Social workers face significant changes to case recording requirements

Government provides councils with £11.8m to implement changes to social care information requirements, part of which will go to training frontline professionals.

Social workers in England face significant changes in case recording requirements on the back of reforms to the information councils must submit to government on adult social care.

Care services minister Norman Lamb today announced £11.8m to help councils implement the changes in information requirements for this year and next, covering areas including safeguarding enquiries, the provision of short and long-term support to people by councils and finance.

The money will fund changes or upgrades to IT systems and training for frontline staff in the different recording systems that will be required. In addition, the Health and Social Care Information Centre (HSCIC), which collects the information, will provide support to councils in making the changes through national and regional events and a dedicated mailbox through which it will answer questions. 

The changes are the outcome of the “zero-based review” of council adult social care data requirements initiated in 2010 and led by the HSCIC. This was designed to take account of changes in the delivery of social care – such as the development of personal budgets and reablement services – and to ensure that the information councils were required to collect was of use to both government and to councils themselves.

Changes coming into force this year cover information collections on safeguarding adults, the Deprivation of Liberty Safeguards and Guardianship under the Mental Health Act 1983.

Greater focus on safeguarding outcomes, not processes

Unlike its predecessor, the new safeguarding adults return collects no information on safeguarding alerts that do not lead to a referral, and hence an investigation, and far less on referrals that are not concluded during the year.

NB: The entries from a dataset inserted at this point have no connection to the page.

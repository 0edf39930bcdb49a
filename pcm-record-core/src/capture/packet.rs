/// Fixed-capacity byte buffer holding one read interval's worth of
/// frames.
///
/// Reused across loop iterations: `clear` resets the fill position
/// without touching the allocation, so the steady-state loop does no
/// per-iteration allocation.
#[derive(Debug)]
pub struct CapturePacket {
    buf: Vec<u8>,
    filled: usize,
}

impl CapturePacket {
    pub fn with_capacity(capacity: usize) -> Self {
        Self {
            buf: vec![0; capacity],
            filled: 0,
        }
    }

    pub fn capacity(&self) -> usize {
        self.buf.len()
    }

    pub fn len(&self) -> usize {
        self.filled
    }

    pub fn is_empty(&self) -> bool {
        self.filled == 0
    }

    pub fn is_full(&self) -> bool {
        self.filled == self.buf.len()
    }

    /// Reset the fill position. The capacity is untouched.
    pub fn clear(&mut self) {
        self.filled = 0;
    }

    /// The unfilled tail region, for the next read to land in.
    pub fn remaining_mut(&mut self) -> &mut [u8] {
        let filled = self.filled;
        &mut self.buf[filled..]
    }

    /// Mark `n` more bytes as filled after a successful read.
    pub fn advance(&mut self, n: usize) {
        debug_assert!(self.filled + n <= self.buf.len());
        self.filled = (self.filled + n).min(self.buf.len());
    }

    /// The filled prefix, ready for appending to a sink.
    pub fn bytes(&self) -> &[u8] {
        &self.buf[..self.filled]
    }
}
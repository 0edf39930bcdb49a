use std::fmt;

use thiserror::Error;

/// Errors that can occur across the recording pipeline.
#[derive(Debug, Error, Clone, PartialEq, Eq)]
pub enum RecordError {
    /// The config resolved to an unsupported encoding or channel count.
    /// Fatal to session start; reported before any handle is opened.
    #[error("configuration rejected: {0}")]
    Configuration(String),

    /// A single packet read failed. Recovered by retrying the packet;
    /// never terminates the session on its own.
    #[error("device read failed: {0}")]
    DeviceRead(DeviceErrorCode),

    /// A sink write or file operation failed. Fatal to the session.
    #[error("storage error: {0}")]
    Storage(String),

    /// Requested audio focus was not granted. Informational only;
    /// recording proceeds regardless.
    #[error("audio focus not granted")]
    FocusDenied,

    /// A start request arrived while a session was still active.
    #[error("a recording session is already active")]
    SessionActive,

    /// A stop request arrived with no session running.
    #[error("no recording session is active")]
    NoSession,

    #[error("unknown error: {0}")]
    Unknown(String),
}

/// Device-level error code carried by a failed packet read.
#[derive(Debug, Clone, Copy, PartialEq, Eq)]
pub enum DeviceErrorCode {
    InvalidOperation,
    BadValue,
    DeadObject,
    /// Any other driver error, including a zero-length read.
    Generic(i32),
}

impl fmt::Display for DeviceErrorCode {
    fn fmt(&self, f: &mut fmt::Formatter<'_>) -> fmt::Result {
        match self {
            Self::InvalidOperation => write!(f, "ERROR_INVALID_OPERATION"),
            Self::BadValue => write!(f, "ERROR_BAD_VALUE"),
            Self::DeadObject => write!(f, "ERROR_DEAD_OBJECT"),
            Self::Generic(code) => write!(f, "ERROR({code})"),
        }
    }
}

It is also designed to measure the outcomes of safeguarding activity for victims of abuse or neglect, rather than the processes that councils use to protect people. The previous abuse of vulnerable adults collection required social workers to record whether they implemented measures such as increased monitoring, a community care assessment or a referral to advocacy. However, the new collection asks practitioners to record instead whether the activity resulted in reduced, removed or unchanged risks for the adult.

Next year, existing collections on social care activity (the referrals, assessments and packages of care and combined activity return) and finance (personal social services: expenditure and unit costs) will be scrapped in favour of new returns.

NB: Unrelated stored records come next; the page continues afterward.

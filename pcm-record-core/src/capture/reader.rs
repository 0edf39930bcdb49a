use crate::models::config::RecordConfig;
use crate::models::error::{DeviceErrorCode, RecordError};
use crate::traits::capture_device::{CaptureDevice, StreamTimestamp};

use super::packet::CapturePacket;

/// Nominal packet length: 10 ms of frames per read.
pub const READ_INTERVAL_MICROS: u64 = 10_000;

const MICROS_PER_SECOND: u64 = 1_000_000;

/// Absorbs scheduling jitter between reads: the device buffer holds
/// two packets' worth of frames.
const BUFFER_SIZE_MULTIPLIER: usize = 2;

/// Buffer sizing derived from a config and the driver's reported
/// minimum, computed once before the device opens.
#[derive(Debug, Clone, Copy, PartialEq, Eq)]
pub struct PacketLayout {
    /// Size of one frame in bytes: bytes-per-sample × channel count.
    pub bytes_per_frame: usize,
    /// One read interval's worth of frames, rounded up.
    pub packet_bytes: usize,
    /// Device-internal buffer size handed to the driver.
    pub device_buffer_bytes: usize,
}

impl PacketLayout {
    pub fn for_config(config: &RecordConfig, min_buffer_bytes: usize) -> Self {
        let bytes_per_frame =
            bytes_per_sample(config.encoding_bits()) * config.channel_count() as usize;

        // One-shot sizing computation; the only place floating point
        // is permitted in the pipeline.
        let packet_bytes = (bytes_per_frame as f64 * config.sample_rate as f64
            * READ_INTERVAL_MICROS as f64
            / MICROS_PER_SECOND as f64)
            .ceil() as usize;

        let device_buffer_bytes = packet_bytes.max(min_buffer_bytes) * BUFFER_SIZE_MULTIPLIER;

        Self {
            bytes_per_frame,
            packet_bytes,
            device_buffer_bytes,
        }
    }
}

fn bytes_per_sample(encoding_bits: u16) -> usize {
    match encoding_bits {
        8 => 1,
        16 => 2,
        // Reserved for future encodings.
        _ => 4,
    }
}

/// Owns the open input device and guarantees each logical packet is
/// read to completion before being handed downstream.
pub struct AudioCapture<D: CaptureDevice> {
    device: D,
    layout: PacketLayout,
}

impl<D: CaptureDevice> AudioCapture<D> {
    /// Compute the buffer layout and open the device with it.
    pub fn open(mut device: D, config: &RecordConfig) -> Result<Self, RecordError> {
        let min_buffer_bytes = device.min_buffer_bytes(config);
        let layout = PacketLayout::for_config(config, min_buffer_bytes);
        log::debug!(
            "opening capture device: packet {} bytes, device buffer {} bytes (driver min {})",
            layout.packet_bytes,
            layout.device_buffer_bytes,
            min_buffer_bytes
        );
        device.open(config, layout.device_buffer_bytes)?;
        Ok(Self { device, layout })
    }

    pub fn layout(&self) -> &PacketLayout {
        &self.layout
    }

    pub fn request_focus(&mut self) -> Result<(), RecordError> {
        self.device.request_focus()
    }

    pub fn start(&mut self) -> Result<(), RecordError> {
        self.device.start()
    }

    /// Blocking read of exactly one full packet.
    ///
    /// Loops issuing reads into the unfilled region until the packet is
    /// completely full. A zero-length or failed read aborts the packet
    /// with the device error code; the caller owns retry policy. A
    /// successful return means the packet is exactly full, never
    /// partially filled.
    pub fn read_full_packet(&mut self, packet: &mut CapturePacket) -> Result<(), RecordError> {
        while !packet.is_full() {
            let n = self.device.read(packet.remaining_mut())?;
            if n == 0 {
                return Err(RecordError::DeviceRead(DeviceErrorCode::Generic(0)));
            }
            packet.advance(n);
        }
        Ok(())
    }

    /// Fresh driver reference pair for timestamp reconciliation.
    pub fn timestamp(&self) -> Option<StreamTimestamp> {
        self.device.timestamp()
    }

    /// Stop and release the device. Called unconditionally on loop
    /// exit, success or failure.
    pub fn stop(&mut self) {
        self.device.stop();
    }
}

End to client group recording

An overarching equalities and classifications framework, which will apply to all other collections, will specify that practitioners should record information about service users by their primary reason for support and reported health conditions, not by their client group as now.

Reasons for support include physical support – which is divided into personal care and access and mobility – support with memory and cognition, sensory, learning disability, mental health and social support; the latter covers carers, people who misuse substances, asylum seekers and those suffering social isolation.

“Primary client group [recording] puts those individuals into one, inflexible box for counting and monitoring purposes, and someone (usually the social worker) has to make decisions as to which one,” says guidance published by HSCIC. “The new approach is that the primary support reason is determined through assessment. As a client’s support needs may change over time, the primary support reason should be re-examined and, if required, updated as part of the client review process.”

Recording of activity will also change to take account of the significant expansion of reablement in recent years and to record what happens to people who contact their council for support and are dealt with through short-term preventive support that does not require an assessment. It will also track clients’ journeys through the social care system, rather than recording activity statically.

The new short-and long-term services collection will record  how many people who contact their council receive no service, reablement, signposting to other services, ongoing low-level support such as telecare or end-of-life care, or are referred for a community care assessment long-term council-funded support.

Among people receiving long-term support, the new return will track how many people have received unplanned reviews, detailing what caused these reviews and how councils responded to them.

‘Outdated’ data

“The data we currently collect from local authorities about adult social care is outdated has not kept pace with the transformation into the new care and support system,” said Lamb. “The new data will help us to see how each council is performing in delivering better results for people in local communities who use care. This will give councils the information they need to deliver care and support that is integrated, personalised and responsive.”

Katharine Robbins, social care programme manager at the HSCIC, encouraged councils to seek support on implementing the changes.

“The key thing to emphasise is that councils should be aware that support is already there,” she said. “We are aware that there’s quite a variation in how engaged councils are in the new collections and we’d welcome more input from those who have been less involved.”